La vita chiusa e laboriosa della caserma, e la vita di passione della trincea, sono chiese profonde di mistero in cui è necessario si smorzino i rumori della vita esterna, perché ci si possa dedicare serenamente alla Patria ... mentre noi, della dolce vita nella città rumorosa e spensierata ci tormentiamo
vanamente a trascendere il mondo, e qualche volta ci viene incontro melanconico il ricordo delle pause di silenzio e ci pare che un giorno, di faccia al nemico, sentimmo anche noi nel nostro spirito! (p.62)
Citazioni sufficienti a garantire a Russo un posto di tutto rispetto nella letteratura bellicista cui allude Gramsci. Ma il silenzio sui lavori di Russo è tanto più “inspiegabile” in quanto nello scritto del giovane ufficiale si trovano osservazioni che coincidono con le critiche gramsciane alla direzione militare della guerra, ed in particolare del “cadornismo”, una delle quali addirittura contiene un riferimento a Caporetto: “solo è vero che noi calunniamo il soldato e lo scolaro quando siamo mediocri noi stessi: il
soldato e lo scolaro non sono mai mediocri quando non è mediocre il loro maestro e condottiero” ( p. 103). Alla mente
del lettore del tempo dovette apparire immediata l'allusione alle polemiche su Cadorna e Caporetto, del resto espressamente richiamata a p. 16 de L’esercito e l’educazione nazionale.

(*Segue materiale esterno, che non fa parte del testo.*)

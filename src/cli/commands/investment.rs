use crate::cli::commands::{date_arg, date_or_today, open_pool};
use crate::cli::parser::InvestmentCmd;
use crate::config::Config;
use crate::core::investments::InvestmentLogic;
use crate::errors::AppResult;
use crate::models::investment::{InvestmentInput, InvestmentKind};
use crate::models::user::UserId;
use crate::ui::messages::{empty, header, info, success};
use crate::ui::prompt::ask_confirmation;
use crate::utils::colors::{GREY, RESET, color_for_amount, paint};
use crate::utils::date::to_display;
use crate::utils::table::{Column, Table};
use crate::utils::{money, percent};

pub fn handle(action: &InvestmentCmd, cfg: &Config, user: &UserId) -> AppResult<()> {
    let pool = open_pool(cfg)?;

    match action {
        InvestmentCmd::Add {
            name,
            kind,
            initial,
            current,
            expected_return,
            start,
        } => {
            let input = InvestmentInput {
                name: name.clone(),
                kind: match kind {
                    Some(k) => InvestmentKind::from_code(k)?,
                    None => InvestmentKind::Other,
                },
                initial_amount: *initial,
                current_amount: current.unwrap_or(*initial),
                expected_return: expected_return.unwrap_or(0.0),
                start_date: date_or_today(start.as_ref())?,
            };
            let created = InvestmentLogic::create(&pool, user, &input)?;
            success(format!(
                "Investment #{} '{}' added ({}).",
                created.id,
                created.name,
                money(created.current_amount, &cfg.currency)
            ));
        }

        InvestmentCmd::List => {
            let list = InvestmentLogic::list(&pool, user)?;
            header("Investments");
            if list.is_empty() {
                empty("investments");
                return Ok(());
            }

            let mut table = Table::new(vec![
                Column::right("ID"),
                Column::left("Name"),
                Column::left("Type"),
                Column::right("Initial"),
                Column::right("Current"),
                Column::right("Profit"),
                Column::right("Return"),
                Column::left("Since"),
            ]);
            for i in &list {
                let profit = i.profit();
                let ret = match i.return_percentage() {
                    Some(p) => paint(color_for_amount(p), &percent(p, 2, true)),
                    None => format!("{GREY}--{RESET}"),
                };
                table.add_row(vec![
                    i.id.to_string(),
                    i.name.clone(),
                    i.kind.to_string(),
                    money(i.initial_amount, &cfg.currency),
                    money(i.current_amount, &cfg.currency),
                    paint(color_for_amount(profit), &money(profit, &cfg.currency)),
                    ret,
                    to_display(i.start_date),
                ]);
            }
            print!("{}", table.render(&cfg.separator_char));
        }

        InvestmentCmd::Edit {
            id,
            name,
            kind,
            initial,
            current,
            expected_return,
            start,
        } => {
            let existing = InvestmentLogic::get(&pool, user, *id)?;
            let input = InvestmentInput {
                name: name.clone().unwrap_or(existing.name),
                kind: match kind {
                    Some(k) => InvestmentKind::from_code(k)?,
                    None => existing.kind,
                },
                initial_amount: initial.unwrap_or(existing.initial_amount),
                current_amount: current.unwrap_or(existing.current_amount),
                expected_return: expected_return.unwrap_or(existing.expected_return),
                start_date: match start {
                    Some(s) => date_arg(s)?,
                    None => existing.start_date,
                },
            };
            let updated = InvestmentLogic::update(&pool, user, *id, &input)?;
            success(format!(
                "Investment #{} '{}' updated ({}).",
                updated.id,
                updated.name,
                money(updated.current_amount, &cfg.currency)
            ));
        }

        InvestmentCmd::Del { id, yes } => {
            let existing = InvestmentLogic::get(&pool, user, *id)?;
            let prompt = format!("Delete investment #{} '{}'?", existing.id, existing.name);
            if !ask_confirmation(&prompt, *yes) {
                info("Deletion cancelled.");
                return Ok(());
            }
            InvestmentLogic::delete(&pool, user, *id)?;
            success(format!("Investment #{} deleted.", id));
        }
    }

    Ok(())
}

Esclusa l'eventualità della mancata conoscenza del libro di Russo, - anche perché le lezioni trasfuse nel volumetto del Russo erano state quasi certamente ascoltate da Togliatti come allievo ufficiale di Caserta - il silenzio di Gramsci è un trattamento di favore, che esclude arbitrariamente Russo dal catalogo degli intellettuali responsabili dell'atteggiamento bellicista stigmatizzato. Si tratta di una circostanza curiosa, soprattutto in considerazione dello spirito spietatamente critico di Gramsci con gli intellettuali italiani. Ma forse spiegabile con l'intenzione di distanziare quanto più possibile dalla cultura pre e fascista un intellettuale a cui riteneva riservato un ruolo determinante nella cultura post-fascista3.

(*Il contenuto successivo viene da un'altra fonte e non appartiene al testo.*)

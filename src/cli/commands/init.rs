use crate::cli::parser::Cli;
use crate::config::Config;
use crate::db::initialize::init_db;
use crate::db::log;
use crate::errors::AppResult;
use crate::ui::messages::{success, warning};
use rusqlite::Connection;

/// Handle the `init` command
///
/// This initializes:
///  - the config directory (if missing)
///  - the configuration file (skipped with `--test`)
///  - the SQLite database
///  - all pending DB migrations
pub fn handle(cli: &Cli) -> AppResult<()> {
    let cfg = Config::init_all(cli.db.as_deref(), cli.test)?;
    let db_path = cfg.database.clone();

    println!("⚙️  Initializing rFinDash…");
    if !cli.test {
        println!("📄 Config file : {}", Config::config_file().display());
    }
    println!("🗄️  Database   : {}", &db_path);

    let conn = Connection::open(&db_path)?;
    for step in init_db(&conn)? {
        success(format!("Migration applied: {}", step));
    }

    println!("✅ Database initialized at {}", &db_path);

    if let Err(e) = log::audit(
        &conn,
        None,
        "init",
        "Database initialized",
        &format!("Database initialized at {}", &db_path),
    ) {
        warning(format!("Failed to write internal log: {}", e));
    }

    println!("🎉 rFinDash initialization completed!");
    Ok(())
}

3 E di iper-valutarlo, attribuendogli pensieri specifici di Gramsci stesso, o che comunque Gramsci era perfettamente in
grado di elaborare a prescindere dai suggerimenti del Russo, v. E. Guarneri,Antonio Gramsci e Luigi Russo, in “Annali Liceo Garibaldi”, Palermo, nn. 25-27 1988-1990, pp.233-249, in cui c’è l'elenco di tutti i passi più significativi dei Quaderni contenenti riferimenti a Russo.